Response to Call for Written Evidence on the Criminal Justice Bill
Professor Amy Chandler submitted written evidence to the Public Bill Committee on the Criminal Justice Bill (Bill 155 2023-2024), specifically relating to the clause of self-harm in the bill.
House of Commons Criminal Justice Bill
I am writing in a personal capacity, drawing on my professional expertise relating to self-harm.
1. Summary
1.1: This written evidence concerns Sections 11 and 12: Encouraging or assisting serious self-harm.
1.2: I have serious concerns about the implications of the Criminal Justice Bill in relation to the care and support that may be offered to those who self-harm.
1.3: Self-harm is a complex and diverse set of practices, with a range of meanings, and a complex – not straightforward – relationship to suicide.
1.4: Care for those who self-harm frequently accepts that self-harm cessation is not always effective or desirable in the short-medium term (https://doi.org/10.1192/bjo.2019.93)[1].
1.5: As such, care for those who self-harm may include ‘harm-reduction’, ‘harm-minimisation’, and in some exceptional cases ‘safer-self-harm’ strategies. Under the proposed Bill these approaches may run the risk of prosecution.
1.6: Further, by potentially criminalising support for those who self-harm which does not prioritise cessation, the Bill runs the risk of inhibiting open, non-judgemental care for those who self-harm, because practitioners and carers may fear prosecution if potentially deemed to be either ‘encouraging’ or ‘assisting’ serious self-harm.
2. Introduction
2.1: I am a Professor of the Sociology of Health and Illness at the University of Edinburgh. I have been researching and writing about self-harm and suicide for 18 years. My research primarily focuses on experiences and meanings of self-harm and suicide, and how these relate to social and cultural contexts. I have also researched support for those who self-harm in primary care settings. I advise Scottish Government on both self-harm (e.g. Scotland’s Self-Harm Strategy) and suicide (contributing to the Academic Advisory Group for Suicide Prevention). I have special expertise in ‘lived experience’ perspectives on self-harm, and the importance of involving those affected in designing care.
2.2: This written response draws on my extensive research on self-harm and suicide. This includes a careful and critical examination of the relationship between self-harm and suicide; the experiences of a range of people who self-harm (aged 13 to 65) across several studies; and working with people who self-harm, and organisations that support them, to understand ‘what works’ in improving the lives of those who self-harm.
3. Self-harm is complex
3.1: Self-harm is defined in many different ways, by different organisations and groups (https://pubmed.ncbi.nlm.nih.gov/21309828/)[2]. In the UK, the NICE guidelines are usually deferred to, these refer to self-harm as “self-injury or self-poisoning, irrespective of the apparent purpose of the act”.

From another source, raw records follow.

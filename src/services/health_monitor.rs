use std::sync::Arc;
use std::time::Duration;
use tokio::sync::{oneshot, watch};
use tokio::task::JoinHandle;
use tokio::time::MissedTickBehavior;

use crate::config::constants::{HEALTH_OK, HEALTH_PATH, MIN_PROBE_INTERVAL};
use crate::enums::health_status::HealthStatus;
use crate::errors::{ReviewError, ReviewResult};
use crate::structs::health_response::HealthResponse;
use crate::structs::health_snapshot::HealthSnapshot;
use crate::structs::transport_request::TransportRequest;
use crate::traits::transport::Transport;

/// Periodic liveness prober. One instance per session; probing stops when
/// [`stop`](Self::stop) is awaited or the monitor is dropped.
pub struct HealthMonitor {
    gate: HealthGate,
    stop_sender: Option<oneshot::Sender<()>>,
    task_handle: Option<JoinHandle<()>>,
}

impl HealthMonitor {
    /// Single probe without retries. Every failure maps to `Offline`.
    pub async fn check_health(transport: &dyn Transport) -> HealthStatus {
        match transport.send(&TransportRequest::get(HEALTH_PATH)).await {
            Ok(response) if response.is_success() => match response.json::<HealthResponse>() {
                Ok(HealthResponse { status: Some(status) }) if status == HEALTH_OK => HealthStatus::Online,
                Ok(body) => {
                    log::debug!("Health endpoint reported {:?}", body.status);
                    HealthStatus::Offline
                }
                Err(e) => {
                    log::debug!("Health endpoint returned an undecodable body: {}", e);
                    HealthStatus::Offline
                }
            },
            Ok(response) => {
                log::debug!("Health endpoint answered {}", response.status);
                HealthStatus::Offline
            }
            Err(e) => {
                log::debug!("Health check failed: {}", e);
                HealthStatus::Offline
            }
        }
    }

    /// Spawns the probe loop. The first probe fires immediately; intervals
    /// below one millisecond are raised to one.
    pub fn start(transport: Arc<dyn Transport>, interval: Duration) -> Self {
        let interval = interval.max(MIN_PROBE_INTERVAL);
        let (status_tx, status_rx) = watch::channel(HealthSnapshot::default());
        let (stop_tx, mut stop_rx) = oneshot::channel::<()>();

        let handle = tokio::spawn(async move {
            let mut ticker = tokio::time::interval(interval);
            ticker.set_missed_tick_behavior(MissedTickBehavior::Delay);

            loop {
                tokio::select! {
                    biased;
                    _ = &mut stop_rx => break,
                    _ = ticker.tick() => {}
                }

                let status = tokio::select! {
                    biased;
                    _ = &mut stop_rx => break,
                    status = Self::check_health(transport.as_ref()) => status,
                };

                let previous = status_tx.send_replace(HealthSnapshot::observed(status)).status;
                if previous != status {
                    log::info!("{} Server: {} -> {}", status.emoji(), previous, status);
                }
            }

            log::debug!("Health monitor stopped");
        });

        Self {
            gate: HealthGate { receiver: status_rx },
            stop_sender: Some(stop_tx),
            task_handle: Some(handle),
        }
    }

    pub fn gate(&self) -> HealthGate {
        self.gate.clone()
    }

    pub fn current(&self) -> HealthSnapshot {
        self.gate.current()
    }

    /// Stops probing and waits for the task to finish.
    pub async fn stop(mut self) {
        if let Some(sender) = self.stop_sender.take() {
            let _ = sender.send(());
        }

        if let Some(handle) = self.task_handle.take() {
            let _ = handle.await;
        }
    }
}

impl Drop for HealthMonitor {
    fn drop(&mut self) {
        if let Some(handle) = self.task_handle.take() {
            handle.abort();
        }
    }
}

/// Read side of the health monitor, consulted before every submission.
#[derive(Clone, Debug)]
pub struct HealthGate {
    receiver: watch::Receiver<HealthSnapshot>,
}

impl HealthGate {
    /// A gate pinned to one status, for callers that track health themselves.
    pub fn fixed(status: HealthStatus) -> Self {
        let (_sender, receiver) = watch::channel(HealthSnapshot::observed(status));
        Self { receiver }
    }

    pub fn current(&self) -> HealthSnapshot {
        *self.receiver.borrow()
    }

    /// Current status, waiting out `Checking` until the first verdict. A monitor
    /// that goes away without a verdict counts as `Offline`.
    pub async fn settled(&self) -> HealthStatus {
        let mut receiver = self.receiver.clone();
        let status = match receiver.wait_for(|s| s.status != HealthStatus::Checking).await {
            Ok(snapshot) => snapshot.status,
            Err(_) => HealthStatus::Offline,
        };
        status
    }

    /// Waits for the next published snapshot. `None` once the monitor is gone.
    pub async fn next(&mut self) -> Option<HealthSnapshot> {
        self.receiver.changed().await.ok()?;
        let snapshot = *self.receiver.borrow_and_update();
        Some(snapshot)
    }

    pub async fn ensure_online(&self) -> ReviewResult<()> {
        match self.settled().await {
            HealthStatus::Online => Ok(()),
            health => Err(ReviewError::Precondition { health }),
        }
    }
}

3.2: Self-harm is understood in divergent ways such as a) a risk factor for, and predictor of, death by suicide; b) a method of coping with emotional, interpersonal and wider issues; c) a way of avoiding or reducing suicidal feelings. Many more meanings have been identified in a wide range of studies (e.g. https://acamh.onlinelibrary.wiley.com/doi/10.1111/camh.12641; https://thesociologicalreview.org/reviews/self-injury/; https://www.tandfonline.com/doi/full/10.1080/09515070.2020.1737509; https://www.frontiersin.org/articles/10.3389/fpsyg.2021.543303/full).
3.3: For those people who use self-harm as a way of coping with overwhelming or unbearable feelings, self-harm can be an effective way of ‘managing’ in daily life (https://journals.sagepub.com/doi/10.1177/0038038511422589; https://onlinelibrary.wiley.com/doi/10.1002/symb.118).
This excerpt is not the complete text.